Problem to solve
Please give again, word for word, each line that falls between the line with "pub mod client;" and the end of the data, inclusive.

Stored data:

● ● ● ●

//! HTTP module containing the transport abstraction and its implementations.
//!
//! # Overview
//!
//! - [`client`] - HTTP client creation and middleware configuration
//! - [`transport`] - The [`Transport`] trait and its request/response types
//! - [`native`] - [`NativeTransport`], a plain reqwest client
//! - [`pooled`] - [`PooledTransport`], the middleware client with retries and tracing
//!
//! # Examples
//!
//! ```rust
//! use packfetch::http::{HttpClientConfig, NativeTransport, PooledTransport, Transport};
//! use std::sync::Arc;
//!
//! # fn example(pooled: bool) -> packfetch::Result<Arc<dyn Transport>> {
//! let config = HttpClientConfig::default();
//! let transport: Arc<dyn Transport> = if pooled {
//!     Arc::new(PooledTransport::new(config)?)
//! } else {
//!     Arc::new(NativeTransport::new(&config)?)
//! };
//! # Ok(transport)
//! # }
//! ```

pub mod client;
pub mod native;
pub mod pooled;
pub mod transport;

pub use client::{create_http_client, create_native_client, HttpClientConfig};
pub use native::NativeTransport;
pub use pooled::PooledTransport;
pub use transport::{BodyStream, FetchRequest, FetchResponse, Transport};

● ● ● ●

Task solution
pub mod client;
pub mod native;
pub mod pooled;
pub mod transport;

pub use client::{create_http_client, create_native_client, HttpClientConfig};
pub use native::NativeTransport;
pub use pooled::PooledTransport;
pub use transport::{BodyStream, FetchRequest, FetchResponse, Transport};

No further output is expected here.